====== DATA PROVIDED

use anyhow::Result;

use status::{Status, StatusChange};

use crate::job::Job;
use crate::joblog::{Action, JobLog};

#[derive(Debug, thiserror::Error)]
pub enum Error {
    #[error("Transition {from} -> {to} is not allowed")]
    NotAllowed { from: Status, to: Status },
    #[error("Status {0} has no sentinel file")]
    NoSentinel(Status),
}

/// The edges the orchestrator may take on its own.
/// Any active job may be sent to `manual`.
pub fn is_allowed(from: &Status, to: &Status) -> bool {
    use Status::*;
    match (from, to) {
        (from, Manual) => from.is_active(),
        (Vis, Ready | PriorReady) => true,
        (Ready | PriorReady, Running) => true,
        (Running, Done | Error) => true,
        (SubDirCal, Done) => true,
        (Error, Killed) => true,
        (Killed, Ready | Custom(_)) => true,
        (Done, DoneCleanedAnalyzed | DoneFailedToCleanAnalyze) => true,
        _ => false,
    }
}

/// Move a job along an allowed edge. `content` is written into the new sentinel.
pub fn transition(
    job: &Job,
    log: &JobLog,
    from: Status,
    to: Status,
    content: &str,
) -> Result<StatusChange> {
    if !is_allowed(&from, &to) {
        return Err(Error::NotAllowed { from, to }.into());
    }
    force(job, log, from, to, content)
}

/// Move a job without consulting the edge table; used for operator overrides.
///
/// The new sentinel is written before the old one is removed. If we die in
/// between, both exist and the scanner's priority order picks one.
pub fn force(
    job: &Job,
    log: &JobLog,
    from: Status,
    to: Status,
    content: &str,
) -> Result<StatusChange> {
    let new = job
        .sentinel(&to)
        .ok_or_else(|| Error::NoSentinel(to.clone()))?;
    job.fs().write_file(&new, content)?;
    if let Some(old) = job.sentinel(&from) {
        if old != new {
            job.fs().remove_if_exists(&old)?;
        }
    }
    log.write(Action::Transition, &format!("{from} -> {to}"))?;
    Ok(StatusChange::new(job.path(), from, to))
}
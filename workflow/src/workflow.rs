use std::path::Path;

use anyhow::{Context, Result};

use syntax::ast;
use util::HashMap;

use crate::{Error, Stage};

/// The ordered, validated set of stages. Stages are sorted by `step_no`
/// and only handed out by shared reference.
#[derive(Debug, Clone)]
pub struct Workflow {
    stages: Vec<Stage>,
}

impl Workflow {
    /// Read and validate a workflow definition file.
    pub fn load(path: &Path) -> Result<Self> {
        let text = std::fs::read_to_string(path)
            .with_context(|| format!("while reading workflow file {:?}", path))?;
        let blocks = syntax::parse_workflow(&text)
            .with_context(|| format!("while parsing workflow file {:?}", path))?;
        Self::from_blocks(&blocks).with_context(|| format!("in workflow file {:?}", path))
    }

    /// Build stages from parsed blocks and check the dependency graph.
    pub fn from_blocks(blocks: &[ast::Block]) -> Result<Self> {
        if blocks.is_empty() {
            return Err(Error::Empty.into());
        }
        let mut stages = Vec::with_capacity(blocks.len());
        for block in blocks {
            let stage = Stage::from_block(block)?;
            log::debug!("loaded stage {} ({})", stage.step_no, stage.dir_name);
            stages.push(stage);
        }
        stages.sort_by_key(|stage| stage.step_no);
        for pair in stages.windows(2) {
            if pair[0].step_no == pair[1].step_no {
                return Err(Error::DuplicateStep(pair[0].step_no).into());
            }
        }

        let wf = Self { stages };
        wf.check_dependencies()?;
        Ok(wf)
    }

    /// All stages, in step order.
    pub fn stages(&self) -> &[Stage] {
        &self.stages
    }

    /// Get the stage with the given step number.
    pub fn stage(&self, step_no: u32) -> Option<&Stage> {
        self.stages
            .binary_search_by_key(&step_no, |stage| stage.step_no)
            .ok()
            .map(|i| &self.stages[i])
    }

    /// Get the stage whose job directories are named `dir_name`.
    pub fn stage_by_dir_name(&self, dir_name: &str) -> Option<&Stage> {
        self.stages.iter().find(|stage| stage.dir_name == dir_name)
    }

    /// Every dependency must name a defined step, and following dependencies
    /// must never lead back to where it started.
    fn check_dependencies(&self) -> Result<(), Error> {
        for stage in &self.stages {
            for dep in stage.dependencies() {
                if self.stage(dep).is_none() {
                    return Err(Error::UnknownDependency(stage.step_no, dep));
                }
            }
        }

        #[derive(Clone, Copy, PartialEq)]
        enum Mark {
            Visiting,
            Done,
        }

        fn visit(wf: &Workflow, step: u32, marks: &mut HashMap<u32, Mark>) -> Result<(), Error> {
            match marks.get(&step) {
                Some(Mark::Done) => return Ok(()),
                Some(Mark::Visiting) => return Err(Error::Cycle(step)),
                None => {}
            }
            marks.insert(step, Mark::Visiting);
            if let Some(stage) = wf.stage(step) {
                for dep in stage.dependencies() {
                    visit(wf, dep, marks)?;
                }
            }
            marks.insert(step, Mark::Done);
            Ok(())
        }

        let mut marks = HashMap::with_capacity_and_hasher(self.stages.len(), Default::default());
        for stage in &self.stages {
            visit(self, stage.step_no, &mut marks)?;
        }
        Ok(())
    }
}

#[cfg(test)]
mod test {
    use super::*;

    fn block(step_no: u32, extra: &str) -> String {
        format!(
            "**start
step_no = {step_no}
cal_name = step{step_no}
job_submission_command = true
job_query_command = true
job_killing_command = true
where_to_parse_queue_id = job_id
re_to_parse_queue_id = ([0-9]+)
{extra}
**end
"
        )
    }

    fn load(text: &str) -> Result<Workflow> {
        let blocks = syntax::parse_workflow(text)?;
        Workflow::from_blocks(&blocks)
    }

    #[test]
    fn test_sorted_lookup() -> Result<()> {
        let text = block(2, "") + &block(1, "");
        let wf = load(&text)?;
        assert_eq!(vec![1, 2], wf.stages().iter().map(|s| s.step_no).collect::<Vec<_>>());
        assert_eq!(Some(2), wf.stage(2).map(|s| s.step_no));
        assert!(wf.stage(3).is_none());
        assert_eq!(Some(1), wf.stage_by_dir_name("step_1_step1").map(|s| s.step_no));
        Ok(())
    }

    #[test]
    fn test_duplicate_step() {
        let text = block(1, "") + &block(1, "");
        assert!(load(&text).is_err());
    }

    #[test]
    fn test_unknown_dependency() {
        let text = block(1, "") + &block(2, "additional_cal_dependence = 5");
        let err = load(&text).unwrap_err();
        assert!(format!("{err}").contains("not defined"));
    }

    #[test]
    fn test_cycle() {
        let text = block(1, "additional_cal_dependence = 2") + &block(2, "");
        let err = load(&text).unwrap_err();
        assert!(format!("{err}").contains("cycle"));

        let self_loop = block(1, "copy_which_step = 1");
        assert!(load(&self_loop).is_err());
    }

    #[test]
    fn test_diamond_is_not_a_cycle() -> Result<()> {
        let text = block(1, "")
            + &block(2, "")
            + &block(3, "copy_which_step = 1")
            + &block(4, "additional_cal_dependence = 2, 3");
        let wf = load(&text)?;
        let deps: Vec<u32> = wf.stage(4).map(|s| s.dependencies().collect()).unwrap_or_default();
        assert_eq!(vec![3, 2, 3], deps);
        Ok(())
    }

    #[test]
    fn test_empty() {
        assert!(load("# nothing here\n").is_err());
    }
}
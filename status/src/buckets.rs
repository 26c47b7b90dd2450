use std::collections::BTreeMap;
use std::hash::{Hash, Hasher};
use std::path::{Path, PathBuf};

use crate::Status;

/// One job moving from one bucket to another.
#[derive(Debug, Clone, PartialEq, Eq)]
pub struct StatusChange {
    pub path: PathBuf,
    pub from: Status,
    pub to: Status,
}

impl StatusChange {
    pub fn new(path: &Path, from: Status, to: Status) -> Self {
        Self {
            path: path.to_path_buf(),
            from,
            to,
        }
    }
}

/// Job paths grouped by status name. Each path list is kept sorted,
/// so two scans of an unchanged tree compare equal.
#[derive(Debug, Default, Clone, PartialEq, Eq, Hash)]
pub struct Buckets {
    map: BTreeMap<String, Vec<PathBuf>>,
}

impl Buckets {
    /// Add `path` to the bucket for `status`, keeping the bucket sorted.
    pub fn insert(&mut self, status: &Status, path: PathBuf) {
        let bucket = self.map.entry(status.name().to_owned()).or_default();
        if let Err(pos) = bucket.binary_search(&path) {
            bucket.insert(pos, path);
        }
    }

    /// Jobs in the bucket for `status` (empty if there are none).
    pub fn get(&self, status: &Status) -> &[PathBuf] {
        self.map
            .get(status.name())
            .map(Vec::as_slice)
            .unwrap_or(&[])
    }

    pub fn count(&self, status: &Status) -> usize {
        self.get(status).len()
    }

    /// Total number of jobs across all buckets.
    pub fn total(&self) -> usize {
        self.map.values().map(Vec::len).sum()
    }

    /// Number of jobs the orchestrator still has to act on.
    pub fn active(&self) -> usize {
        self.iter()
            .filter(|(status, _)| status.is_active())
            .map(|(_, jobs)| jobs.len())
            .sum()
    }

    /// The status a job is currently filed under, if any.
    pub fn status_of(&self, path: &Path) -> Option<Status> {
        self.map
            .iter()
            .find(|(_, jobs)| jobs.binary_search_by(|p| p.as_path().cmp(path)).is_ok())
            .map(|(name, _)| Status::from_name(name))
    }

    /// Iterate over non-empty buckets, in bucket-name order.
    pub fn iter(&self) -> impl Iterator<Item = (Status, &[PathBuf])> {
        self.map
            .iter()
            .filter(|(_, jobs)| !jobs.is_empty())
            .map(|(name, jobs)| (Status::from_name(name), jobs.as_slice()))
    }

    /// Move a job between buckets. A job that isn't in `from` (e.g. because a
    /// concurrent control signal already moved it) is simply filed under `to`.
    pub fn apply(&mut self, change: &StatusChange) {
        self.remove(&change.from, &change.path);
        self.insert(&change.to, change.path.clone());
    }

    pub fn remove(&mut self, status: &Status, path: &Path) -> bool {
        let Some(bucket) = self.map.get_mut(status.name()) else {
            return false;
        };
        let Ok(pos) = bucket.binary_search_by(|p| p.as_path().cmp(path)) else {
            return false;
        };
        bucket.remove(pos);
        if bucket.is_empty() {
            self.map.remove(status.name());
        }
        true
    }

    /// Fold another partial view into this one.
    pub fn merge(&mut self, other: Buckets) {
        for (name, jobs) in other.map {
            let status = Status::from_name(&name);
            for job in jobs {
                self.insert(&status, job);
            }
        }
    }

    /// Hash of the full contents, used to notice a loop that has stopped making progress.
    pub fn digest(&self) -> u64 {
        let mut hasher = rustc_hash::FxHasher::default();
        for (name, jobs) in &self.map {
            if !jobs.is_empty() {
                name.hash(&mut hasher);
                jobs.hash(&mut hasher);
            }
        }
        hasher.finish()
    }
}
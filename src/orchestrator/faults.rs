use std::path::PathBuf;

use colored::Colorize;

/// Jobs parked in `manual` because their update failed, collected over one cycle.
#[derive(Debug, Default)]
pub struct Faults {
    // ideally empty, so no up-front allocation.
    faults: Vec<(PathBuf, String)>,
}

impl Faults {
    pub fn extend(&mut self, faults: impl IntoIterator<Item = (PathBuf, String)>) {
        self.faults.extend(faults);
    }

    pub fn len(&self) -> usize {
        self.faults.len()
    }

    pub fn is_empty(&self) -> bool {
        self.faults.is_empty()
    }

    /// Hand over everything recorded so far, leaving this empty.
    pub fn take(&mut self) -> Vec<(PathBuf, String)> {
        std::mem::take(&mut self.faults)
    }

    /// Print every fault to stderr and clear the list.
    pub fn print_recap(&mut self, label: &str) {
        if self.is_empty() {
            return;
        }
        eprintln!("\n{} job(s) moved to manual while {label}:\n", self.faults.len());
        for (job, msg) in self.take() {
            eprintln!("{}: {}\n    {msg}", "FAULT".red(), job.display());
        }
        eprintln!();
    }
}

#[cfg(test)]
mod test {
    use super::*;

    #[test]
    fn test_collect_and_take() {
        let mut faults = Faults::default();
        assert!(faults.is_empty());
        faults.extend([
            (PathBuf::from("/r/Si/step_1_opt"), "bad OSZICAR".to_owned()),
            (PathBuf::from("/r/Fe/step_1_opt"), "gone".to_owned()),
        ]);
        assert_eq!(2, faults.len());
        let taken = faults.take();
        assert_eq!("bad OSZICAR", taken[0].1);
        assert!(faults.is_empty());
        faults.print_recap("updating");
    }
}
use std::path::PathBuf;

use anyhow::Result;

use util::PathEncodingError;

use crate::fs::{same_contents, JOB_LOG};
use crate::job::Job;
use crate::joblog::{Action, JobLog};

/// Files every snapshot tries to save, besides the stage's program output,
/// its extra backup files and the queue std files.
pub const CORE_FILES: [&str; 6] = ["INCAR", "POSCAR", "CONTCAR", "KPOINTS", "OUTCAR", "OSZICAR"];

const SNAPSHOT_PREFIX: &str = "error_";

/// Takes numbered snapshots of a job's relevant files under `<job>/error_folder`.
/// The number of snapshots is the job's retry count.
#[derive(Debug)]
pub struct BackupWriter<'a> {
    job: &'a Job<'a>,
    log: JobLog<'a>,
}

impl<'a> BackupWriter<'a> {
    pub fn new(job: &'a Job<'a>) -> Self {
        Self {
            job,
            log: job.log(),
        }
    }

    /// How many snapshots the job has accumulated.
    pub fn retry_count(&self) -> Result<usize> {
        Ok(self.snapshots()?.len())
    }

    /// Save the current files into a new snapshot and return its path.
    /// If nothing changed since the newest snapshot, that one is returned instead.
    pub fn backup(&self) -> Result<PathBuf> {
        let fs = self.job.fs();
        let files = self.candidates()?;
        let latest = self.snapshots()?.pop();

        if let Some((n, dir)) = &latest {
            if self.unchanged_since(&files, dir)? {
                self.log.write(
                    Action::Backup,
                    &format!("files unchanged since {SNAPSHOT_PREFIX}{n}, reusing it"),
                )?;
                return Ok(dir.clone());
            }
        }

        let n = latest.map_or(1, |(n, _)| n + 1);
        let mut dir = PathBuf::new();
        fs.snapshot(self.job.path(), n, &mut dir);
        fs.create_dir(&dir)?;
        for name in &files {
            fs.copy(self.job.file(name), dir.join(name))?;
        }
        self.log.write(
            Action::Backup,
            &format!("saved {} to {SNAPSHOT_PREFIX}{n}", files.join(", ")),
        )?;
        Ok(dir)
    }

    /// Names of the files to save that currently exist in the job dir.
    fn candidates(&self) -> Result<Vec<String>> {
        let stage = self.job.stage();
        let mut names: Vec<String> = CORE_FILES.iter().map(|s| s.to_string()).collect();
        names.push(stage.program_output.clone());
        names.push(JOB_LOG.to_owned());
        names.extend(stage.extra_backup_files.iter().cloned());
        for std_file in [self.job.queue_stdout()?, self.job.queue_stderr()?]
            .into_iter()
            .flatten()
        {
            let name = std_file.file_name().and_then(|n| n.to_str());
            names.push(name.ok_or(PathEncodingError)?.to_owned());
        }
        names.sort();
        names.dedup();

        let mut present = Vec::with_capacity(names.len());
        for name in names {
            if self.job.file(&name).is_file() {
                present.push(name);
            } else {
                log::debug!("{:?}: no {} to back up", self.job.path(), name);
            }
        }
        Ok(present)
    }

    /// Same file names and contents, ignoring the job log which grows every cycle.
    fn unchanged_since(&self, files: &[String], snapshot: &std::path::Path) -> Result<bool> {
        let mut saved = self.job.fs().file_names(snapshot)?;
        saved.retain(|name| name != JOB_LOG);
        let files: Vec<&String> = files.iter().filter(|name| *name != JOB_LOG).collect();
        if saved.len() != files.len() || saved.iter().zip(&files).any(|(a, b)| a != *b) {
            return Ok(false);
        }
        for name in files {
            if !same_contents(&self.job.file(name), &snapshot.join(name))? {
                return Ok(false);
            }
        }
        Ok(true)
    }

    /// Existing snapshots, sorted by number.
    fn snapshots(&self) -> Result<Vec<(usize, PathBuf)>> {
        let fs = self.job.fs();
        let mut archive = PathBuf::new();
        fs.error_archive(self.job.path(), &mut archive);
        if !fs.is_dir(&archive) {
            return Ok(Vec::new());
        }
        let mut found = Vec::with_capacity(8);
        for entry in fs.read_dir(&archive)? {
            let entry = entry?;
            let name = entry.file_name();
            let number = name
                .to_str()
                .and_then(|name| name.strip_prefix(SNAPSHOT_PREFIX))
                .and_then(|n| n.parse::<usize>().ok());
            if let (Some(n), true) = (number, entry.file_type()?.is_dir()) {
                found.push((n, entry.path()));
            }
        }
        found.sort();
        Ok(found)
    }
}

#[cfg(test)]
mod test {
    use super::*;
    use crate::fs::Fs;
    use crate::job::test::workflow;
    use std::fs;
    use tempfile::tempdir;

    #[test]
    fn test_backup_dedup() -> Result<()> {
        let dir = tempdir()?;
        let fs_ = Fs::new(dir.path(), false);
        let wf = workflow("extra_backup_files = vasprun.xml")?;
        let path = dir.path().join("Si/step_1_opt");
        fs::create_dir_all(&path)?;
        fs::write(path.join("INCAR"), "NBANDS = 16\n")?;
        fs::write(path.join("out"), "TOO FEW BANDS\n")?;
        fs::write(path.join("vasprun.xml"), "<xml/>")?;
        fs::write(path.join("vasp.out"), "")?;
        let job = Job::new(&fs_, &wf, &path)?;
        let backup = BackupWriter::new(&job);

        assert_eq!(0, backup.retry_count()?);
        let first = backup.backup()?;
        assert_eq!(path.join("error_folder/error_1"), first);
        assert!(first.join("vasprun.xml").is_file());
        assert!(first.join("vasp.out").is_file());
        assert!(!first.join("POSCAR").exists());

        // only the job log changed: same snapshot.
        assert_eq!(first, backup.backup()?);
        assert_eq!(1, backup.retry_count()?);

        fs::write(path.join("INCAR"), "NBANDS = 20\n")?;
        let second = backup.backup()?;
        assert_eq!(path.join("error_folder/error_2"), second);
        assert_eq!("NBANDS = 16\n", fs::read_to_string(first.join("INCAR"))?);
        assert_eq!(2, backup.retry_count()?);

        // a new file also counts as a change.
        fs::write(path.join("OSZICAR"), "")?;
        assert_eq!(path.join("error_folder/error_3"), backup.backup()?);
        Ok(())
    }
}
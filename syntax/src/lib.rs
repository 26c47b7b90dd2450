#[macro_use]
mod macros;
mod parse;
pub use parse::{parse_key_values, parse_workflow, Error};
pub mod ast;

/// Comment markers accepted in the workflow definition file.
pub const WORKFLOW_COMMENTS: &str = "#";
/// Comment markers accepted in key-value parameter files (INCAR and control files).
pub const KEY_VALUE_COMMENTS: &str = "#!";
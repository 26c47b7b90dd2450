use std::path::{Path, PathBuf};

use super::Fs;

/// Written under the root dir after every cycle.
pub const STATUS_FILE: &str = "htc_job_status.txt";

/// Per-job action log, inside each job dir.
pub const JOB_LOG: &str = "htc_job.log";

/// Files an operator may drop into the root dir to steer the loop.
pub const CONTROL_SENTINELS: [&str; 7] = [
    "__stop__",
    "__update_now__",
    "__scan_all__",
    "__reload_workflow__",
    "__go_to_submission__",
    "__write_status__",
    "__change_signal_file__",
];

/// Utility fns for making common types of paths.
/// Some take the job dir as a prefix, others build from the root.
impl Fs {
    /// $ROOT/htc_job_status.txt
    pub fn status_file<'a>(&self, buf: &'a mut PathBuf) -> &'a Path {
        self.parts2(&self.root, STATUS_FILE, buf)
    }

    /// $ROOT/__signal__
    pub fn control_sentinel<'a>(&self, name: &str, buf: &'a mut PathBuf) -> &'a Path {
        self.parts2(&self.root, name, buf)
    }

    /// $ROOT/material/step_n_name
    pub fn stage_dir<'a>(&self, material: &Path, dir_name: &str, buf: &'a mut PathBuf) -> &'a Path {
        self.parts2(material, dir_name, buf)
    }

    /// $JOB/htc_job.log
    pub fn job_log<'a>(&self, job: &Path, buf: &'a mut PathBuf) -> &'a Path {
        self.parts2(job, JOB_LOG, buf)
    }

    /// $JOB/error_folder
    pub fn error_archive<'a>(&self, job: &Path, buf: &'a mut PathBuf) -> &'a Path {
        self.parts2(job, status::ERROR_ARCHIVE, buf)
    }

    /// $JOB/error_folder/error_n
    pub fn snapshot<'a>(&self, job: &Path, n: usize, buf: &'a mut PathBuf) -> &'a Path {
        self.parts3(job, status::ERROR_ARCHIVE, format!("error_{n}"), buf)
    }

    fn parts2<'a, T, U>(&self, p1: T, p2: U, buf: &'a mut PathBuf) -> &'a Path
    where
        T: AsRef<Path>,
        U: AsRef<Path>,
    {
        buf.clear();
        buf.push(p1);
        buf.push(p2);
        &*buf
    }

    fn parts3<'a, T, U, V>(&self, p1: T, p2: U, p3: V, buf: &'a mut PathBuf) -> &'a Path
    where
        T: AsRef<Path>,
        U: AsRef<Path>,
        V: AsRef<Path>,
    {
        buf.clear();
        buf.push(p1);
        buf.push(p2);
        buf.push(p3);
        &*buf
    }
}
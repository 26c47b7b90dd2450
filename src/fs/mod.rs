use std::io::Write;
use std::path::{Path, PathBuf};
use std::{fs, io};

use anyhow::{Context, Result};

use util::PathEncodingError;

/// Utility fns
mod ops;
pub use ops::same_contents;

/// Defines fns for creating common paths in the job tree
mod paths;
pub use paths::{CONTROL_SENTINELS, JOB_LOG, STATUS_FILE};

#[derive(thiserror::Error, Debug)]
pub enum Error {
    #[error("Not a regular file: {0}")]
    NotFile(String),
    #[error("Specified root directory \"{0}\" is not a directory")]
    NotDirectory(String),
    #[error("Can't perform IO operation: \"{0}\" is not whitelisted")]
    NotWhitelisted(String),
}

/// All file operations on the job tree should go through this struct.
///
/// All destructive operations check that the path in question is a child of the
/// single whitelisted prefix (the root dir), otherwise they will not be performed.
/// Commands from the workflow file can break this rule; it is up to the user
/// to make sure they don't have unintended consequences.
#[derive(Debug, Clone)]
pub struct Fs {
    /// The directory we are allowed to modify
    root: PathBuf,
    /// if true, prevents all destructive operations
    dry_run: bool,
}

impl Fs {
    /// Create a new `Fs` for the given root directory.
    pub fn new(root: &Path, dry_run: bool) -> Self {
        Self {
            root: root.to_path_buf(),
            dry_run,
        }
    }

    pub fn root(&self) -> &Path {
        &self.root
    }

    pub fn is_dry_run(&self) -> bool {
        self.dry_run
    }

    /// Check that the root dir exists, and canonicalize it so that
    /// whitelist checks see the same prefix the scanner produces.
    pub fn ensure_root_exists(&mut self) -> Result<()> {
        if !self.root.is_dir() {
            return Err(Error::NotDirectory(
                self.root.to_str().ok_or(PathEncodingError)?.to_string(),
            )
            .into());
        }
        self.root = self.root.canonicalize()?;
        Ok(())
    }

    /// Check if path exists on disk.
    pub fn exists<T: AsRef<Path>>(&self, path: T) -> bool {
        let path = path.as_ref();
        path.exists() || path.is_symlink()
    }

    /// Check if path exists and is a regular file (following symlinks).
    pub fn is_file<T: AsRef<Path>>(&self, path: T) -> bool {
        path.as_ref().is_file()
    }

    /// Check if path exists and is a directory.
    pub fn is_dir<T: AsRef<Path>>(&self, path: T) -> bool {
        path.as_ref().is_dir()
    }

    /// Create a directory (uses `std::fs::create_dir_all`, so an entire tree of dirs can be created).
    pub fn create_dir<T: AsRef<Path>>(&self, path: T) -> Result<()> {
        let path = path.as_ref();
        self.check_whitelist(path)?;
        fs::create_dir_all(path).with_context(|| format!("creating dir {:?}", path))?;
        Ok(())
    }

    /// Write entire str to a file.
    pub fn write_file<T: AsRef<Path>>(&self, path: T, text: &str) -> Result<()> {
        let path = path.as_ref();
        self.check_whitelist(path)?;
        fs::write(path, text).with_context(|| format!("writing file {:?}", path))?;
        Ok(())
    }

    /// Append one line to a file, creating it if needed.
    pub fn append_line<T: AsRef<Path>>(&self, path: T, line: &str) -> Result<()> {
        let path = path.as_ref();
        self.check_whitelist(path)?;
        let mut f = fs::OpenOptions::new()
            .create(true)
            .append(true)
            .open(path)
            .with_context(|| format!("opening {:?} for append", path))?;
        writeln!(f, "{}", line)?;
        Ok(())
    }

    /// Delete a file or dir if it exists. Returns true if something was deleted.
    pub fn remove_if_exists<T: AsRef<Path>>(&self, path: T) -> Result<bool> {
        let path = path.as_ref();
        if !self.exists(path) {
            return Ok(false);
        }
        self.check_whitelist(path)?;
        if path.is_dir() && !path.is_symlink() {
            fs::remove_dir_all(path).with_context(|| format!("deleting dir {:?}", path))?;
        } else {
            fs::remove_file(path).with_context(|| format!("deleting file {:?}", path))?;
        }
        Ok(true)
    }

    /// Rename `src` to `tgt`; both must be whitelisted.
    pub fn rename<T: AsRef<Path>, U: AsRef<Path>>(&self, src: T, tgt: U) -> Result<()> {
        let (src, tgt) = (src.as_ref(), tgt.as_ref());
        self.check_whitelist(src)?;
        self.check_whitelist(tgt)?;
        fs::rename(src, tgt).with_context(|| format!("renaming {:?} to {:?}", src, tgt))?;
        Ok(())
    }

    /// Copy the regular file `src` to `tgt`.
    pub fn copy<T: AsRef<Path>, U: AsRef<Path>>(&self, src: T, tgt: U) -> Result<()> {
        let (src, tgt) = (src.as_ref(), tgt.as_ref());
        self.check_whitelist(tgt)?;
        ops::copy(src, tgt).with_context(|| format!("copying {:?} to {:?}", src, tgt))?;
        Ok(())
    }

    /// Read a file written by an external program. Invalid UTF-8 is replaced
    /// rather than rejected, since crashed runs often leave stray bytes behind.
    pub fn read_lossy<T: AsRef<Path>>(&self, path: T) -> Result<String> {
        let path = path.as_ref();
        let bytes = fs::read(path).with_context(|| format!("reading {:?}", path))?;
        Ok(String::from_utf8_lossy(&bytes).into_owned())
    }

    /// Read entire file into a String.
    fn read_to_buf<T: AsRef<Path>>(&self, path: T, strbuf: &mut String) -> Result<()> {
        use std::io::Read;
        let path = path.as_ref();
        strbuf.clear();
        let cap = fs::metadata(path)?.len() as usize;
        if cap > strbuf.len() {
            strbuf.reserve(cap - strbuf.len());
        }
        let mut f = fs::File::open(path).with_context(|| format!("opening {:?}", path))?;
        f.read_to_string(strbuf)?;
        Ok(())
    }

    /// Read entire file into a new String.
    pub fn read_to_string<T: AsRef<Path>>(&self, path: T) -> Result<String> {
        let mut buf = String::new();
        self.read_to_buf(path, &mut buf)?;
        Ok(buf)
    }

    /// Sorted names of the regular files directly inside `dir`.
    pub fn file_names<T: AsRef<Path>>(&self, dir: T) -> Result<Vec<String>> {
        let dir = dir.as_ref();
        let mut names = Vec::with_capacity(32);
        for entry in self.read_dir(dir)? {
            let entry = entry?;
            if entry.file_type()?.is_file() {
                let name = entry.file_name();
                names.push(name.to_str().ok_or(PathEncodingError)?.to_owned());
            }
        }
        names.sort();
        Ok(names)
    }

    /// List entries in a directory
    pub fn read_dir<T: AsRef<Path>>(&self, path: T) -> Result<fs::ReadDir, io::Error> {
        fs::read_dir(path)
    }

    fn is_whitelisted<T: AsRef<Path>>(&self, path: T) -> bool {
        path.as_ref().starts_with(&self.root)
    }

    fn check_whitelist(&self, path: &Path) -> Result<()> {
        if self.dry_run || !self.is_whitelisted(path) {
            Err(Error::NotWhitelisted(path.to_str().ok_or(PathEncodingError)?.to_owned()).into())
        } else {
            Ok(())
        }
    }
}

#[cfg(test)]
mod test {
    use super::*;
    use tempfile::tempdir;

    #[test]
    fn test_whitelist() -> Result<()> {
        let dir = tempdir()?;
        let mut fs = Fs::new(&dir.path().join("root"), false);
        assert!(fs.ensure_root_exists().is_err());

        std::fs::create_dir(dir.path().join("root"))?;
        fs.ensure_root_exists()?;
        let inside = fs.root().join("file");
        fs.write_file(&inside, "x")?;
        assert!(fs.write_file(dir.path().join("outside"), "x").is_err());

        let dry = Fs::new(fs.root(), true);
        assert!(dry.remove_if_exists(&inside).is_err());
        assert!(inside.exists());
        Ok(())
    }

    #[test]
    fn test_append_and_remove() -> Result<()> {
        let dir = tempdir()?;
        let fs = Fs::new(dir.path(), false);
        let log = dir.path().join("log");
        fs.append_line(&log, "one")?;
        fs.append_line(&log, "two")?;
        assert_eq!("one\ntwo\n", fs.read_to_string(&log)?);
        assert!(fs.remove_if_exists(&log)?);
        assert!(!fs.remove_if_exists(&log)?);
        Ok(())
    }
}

============

[EXERCISE DESCRIPTION]: Output exactly the lines of the records from the first through the one bearing "(Vis, Ready |", both ends included.

[RESPONSE AREA]:
use anyhow::Result;

use status::{Status, StatusChange};

use crate::job::Job;
use crate::joblog::{Action, JobLog};

#[derive(Debug, thiserror::Error)]
pub enum Error {
    #[error("Transition {from} -> {to} is not allowed")]
    NotAllowed { from: Status, to: Status },
    #[error("Status {0} has no sentinel file")]
    NoSentinel(Status),
}

/// The edges the orchestrator may take on its own.
/// Any active job may be sent to `manual`.
pub fn is_allowed(from: &Status, to: &Status) -> bool {
    use Status::*;
    match (from, to) {
        (from, Manual) => from.is_active(),
        (Vis, Ready | PriorReady) => true,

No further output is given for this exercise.